◆ Exercise prompt
What is needed is an exact retyping of the records below, from the first line through the line that contains "if payload_end >".

[Extracted records]
//! Reads .akg snapshots into an in-memory graph.

use std::io::Read;
use std::path::Path;

use crate::graph::MemoryGraph;
use crate::types::error::{KgError, KgResult};
use crate::types::header::{SnapshotHeader, HEADER_SIZE};

use super::compression::decompress_payload;
use super::GraphDocument;

/// Reader for .akg snapshot files.
pub struct SnapshotReader;

impl SnapshotReader {
    /// Read an .akg file into a MemoryGraph.
    pub fn read_from_file(path: &Path) -> KgResult<MemoryGraph> {
        let data = std::fs::read(path)?;
        let mut cursor = std::io::Cursor::new(data);
        Self::read_from(&mut cursor)
    }

    /// Read from any reader into a MemoryGraph.
    pub fn read_from(reader: &mut impl Read) -> KgResult<MemoryGraph> {
        let mut data = Vec::new();
        reader.read_to_end(&mut data)?;

        if data.len() < HEADER_SIZE {
            return Err(KgError::Truncated);
        }
        let header = SnapshotHeader::read_from(&mut std::io::Cursor::new(&data[..HEADER_SIZE]))?;

        let payload_end = HEADER_SIZE
            .checked_add(header.payload_len as usize)
            .ok_or(KgError::Truncated)?;
        if payload_end > data.len() {
            return Err(KgError::Truncated);
        }

        let json = decompress_payload(&data[HEADER_SIZE..payload_end])?;
        let document: GraphDocument = serde_json::from_slice(&json)?;

        if document.nodes.len() as u64 != header.node_count
            || document.edges.len() as u64 != header.edge_count
        {
            return Err(KgError::Compression(format!(
                "payload holds {} nodes and {} edges, header says {} and {}",
                document.nodes.len(),
                document.edges.len(),
                header.node_count,
                header.edge_count
            )));
        }

        MemoryGraph::from_parts(document.nodes, document.edges)
    }
}
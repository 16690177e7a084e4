//! Write engine: batch upserts of nodes, relations and sources, and deletion.

use serde::Serialize;

use crate::graph::GraphStore;
use crate::types::{KgError, KgResult, Node, NodeData, Relation, RelationType, SourceAttrs};

/// One item of a batch that could not be written.
#[derive(Debug, Clone, Serialize)]
pub struct BatchFailure {
    /// Name (or `from -TYPE-> to`) of the item.
    pub item: String,
    pub error: String,
}

/// Outcome of a batch write. Items are independent; failures do not roll back.
#[derive(Debug, Clone, Serialize)]
pub struct BatchResult<T> {
    pub created: Vec<T>,
    pub failures: Vec<BatchFailure>,
}

impl<T> BatchResult<T> {
    fn with_capacity(capacity: usize) -> Self {
        Self {
            created: Vec::with_capacity(capacity),
            failures: Vec::new(),
        }
    }

    fn record(&mut self, item: String, outcome: KgResult<T>) {
        match outcome {
            Ok(value) => self.created.push(value),
            Err(e) => {
                log::warn!("Batch item '{item}' failed: {e}");
                self.failures.push(BatchFailure {
                    item,
                    error: e.to_string(),
                });
            }
        }
    }

    /// Whether every item was written.
    pub fn is_complete(&self) -> bool {
        self.failures.is_empty()
    }

    /// The written items, or `PartialBatchFailure` if any item failed.
    pub fn into_result(self) -> KgResult<Vec<T>> {
        if self.failures.is_empty() {
            return Ok(self.created);
        }
        Err(KgError::PartialBatchFailure {
            requested: self.created.len() + self.failures.len(),
            failed: self.failures.len(),
        })
    }
}

/// A source to record, and the nodes derived from it.
#[derive(Debug, Clone, Default)]
pub struct SourceSpec {
    pub name: String,
    pub attrs: SourceAttrs,
    /// Nodes that get a DERIVED_FROM edge to this source.
    pub derived: Vec<String>,
}

/// Outcome of [`WriteEngine::add_sources`].
#[derive(Debug, Clone, Serialize)]
pub struct SourcesAdded {
    pub sources: BatchResult<Node>,
    pub links: BatchResult<Relation>,
}

/// The write engine applies validated upserts through a graph store.
#[derive(Debug, Clone, Default)]
pub struct WriteEngine;

impl WriteEngine {
    /// Create a new write engine.
    pub fn new() -> Self {
        Self
    }

    /// Upsert a node after validating its name and ranges.
    ///
    /// An upsert that changes the node's kind is rejected with `TypeMismatch`
    /// when an incident edge constrains that endpoint to the old kind.
    pub fn create_node(&self, store: &dyn GraphStore, node: Node) -> KgResult<Node> {
        node.validate()?;
        if let Some(existing) = store.get_node(&node.name)? {
            if existing.kind() != node.kind() {
                check_incident_edges(store, &node)?;
            }
        }
        store.upsert_node(node)
    }

    /// Upsert a batch of nodes. Each item succeeds or fails on its own.
    pub fn create_nodes(&self, store: &dyn GraphStore, nodes: Vec<Node>) -> BatchResult<Node> {
        let mut result = BatchResult::with_capacity(nodes.len());
        for node in nodes {
            let item = node.name.clone();
            result.record(item, self.create_node(store, node));
        }
        result
    }

    /// Upsert one relation. Both endpoints must exist and match the kinds
    /// the relation type expects.
    pub fn create_relation(
        &self,
        store: &dyn GraphStore,
        relation: Relation,
    ) -> KgResult<Relation> {
        relation.validate()?;
        let from = store.require_node(&relation.from)?;
        let to = store.require_node(&relation.to)?;
        check_endpoint_kinds(&relation, &from, &to)?;
        store.upsert_edge(relation)
    }

    /// Upsert a batch of relations. Each item succeeds or fails on its own.
    pub fn create_relations(
        &self,
        store: &dyn GraphStore,
        relations: Vec<Relation>,
    ) -> BatchResult<Relation> {
        let mut result = BatchResult::with_capacity(relations.len());
        for relation in relations {
            let item = describe(&relation);
            result.record(item, self.create_relation(store, relation));
        }
        result
    }

    /// Record sources and link each listed node to its source via DERIVED_FROM.
    pub fn add_sources(&self, store: &dyn GraphStore, specs: Vec<SourceSpec>) -> SourcesAdded {
        let mut sources = BatchResult::with_capacity(specs.len());
        let mut links = BatchResult::with_capacity(specs.len());
        for spec in specs {
            let node = Node::new(spec.name.clone(), NodeData::Source(spec.attrs));
            let outcome = self.create_node(store, node);
            let ok = outcome.is_ok();
            sources.record(spec.name.clone(), outcome);
            if !ok {
                continue;
            }
            for derived in spec.derived {
                let relation = Relation::new(derived, spec.name.clone(), RelationType::DerivedFrom);
                let item = describe(&relation);
                links.record(item, self.create_relation(store, relation));
            }
        }
        SourcesAdded { sources, links }
    }

    /// Delete a node and its incident edges. NotFound if it does not exist.
    pub fn delete_node(&self, store: &dyn GraphStore, name: &str) -> KgResult<()> {
        if !store.delete_node(name)? {
            return Err(KgError::NotFound(name.to_string()));
        }
        log::debug!("Deleted node '{name}'");
        Ok(())
    }

    /// Delete one relation. NotFound if it does not exist.
    pub fn delete_relation(
        &self,
        store: &dyn GraphStore,
        from: &str,
        to: &str,
        relation_type: RelationType,
    ) -> KgResult<()> {
        if !store.delete_edge(from, to, relation_type)? {
            return Err(KgError::NotFound(format!("{from} -{relation_type}-> {to}")));
        }
        Ok(())
    }
}

/// Reject a relation whose endpoints are not of the kinds its type requires.
pub fn check_endpoint_kinds(relation: &Relation, from: &Node, to: &Node) -> KgResult<()> {
    let (from_kinds, to_kinds) = relation.relation_type.endpoint_kinds();
    for (allowed, node) in [(from_kinds, from), (to_kinds, to)] {
        let Some(allowed) = allowed else {
            continue;
        };
        if !allowed.contains(&node.kind()) {
            return Err(KgError::TypeMismatch {
                relation: relation.relation_type.name().to_string(),
                node: node.name.clone(),
                expected: allowed
                    .iter()
                    .map(|k| k.name())
                    .collect::<Vec<_>>()
                    .join("|"),
                found: node.kind().name().to_string(),
            });
        }
    }
    Ok(())
}

/// Check every edge touching `node.name` as if `node` replaced the stored node.
fn check_incident_edges(store: &dyn GraphStore, node: &Node) -> KgResult<()> {
    for edge in store.incident_edges(&node.name)? {
        let from = if edge.from == node.name {
            node.clone()
        } else {
            store.require_node(&edge.from)?
        };
        let to = if edge.to == node.name {
            node.clone()
        } else {
            store.require_node(&edge.to)?
        };
        check_endpoint_kinds(&edge, &from, &to)?;
    }
    Ok(())
}

fn describe(relation: &Relation) -> String {
    format!("{} -{}-> {}", relation.from, relation.relation_type, relation.to)
}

◆ Expected answer
//! Reads .akg snapshots into an in-memory graph.

use std::io::Read;
use std::path::Path;

use crate::graph::MemoryGraph;
use crate::types::error::{KgError, KgResult};
use crate::types::header::{SnapshotHeader, HEADER_SIZE};

use super::compression::decompress_payload;
use super::GraphDocument;

/// Reader for .akg snapshot files.
pub struct SnapshotReader;

impl SnapshotReader {
    /// Read an .akg file into a MemoryGraph.
    pub fn read_from_file(path: &Path) -> KgResult<MemoryGraph> {
        let data = std::fs::read(path)?;
        let mut cursor = std::io::Cursor::new(data);
        Self::read_from(&mut cursor)
    }

    /// Read from any reader into a MemoryGraph.
    pub fn read_from(reader: &mut impl Read) -> KgResult<MemoryGraph> {
        let mut data = Vec::new();
        reader.read_to_end(&mut data)?;

        if data.len() < HEADER_SIZE {
            return Err(KgError::Truncated);
        }
        let header = SnapshotHeader::read_from(&mut std::io::Cursor::new(&data[..HEADER_SIZE]))?;

        let payload_end = HEADER_SIZE
            .checked_add(header.payload_len as usize)
            .ok_or(KgError::Truncated)?;
        if payload_end > data.len() {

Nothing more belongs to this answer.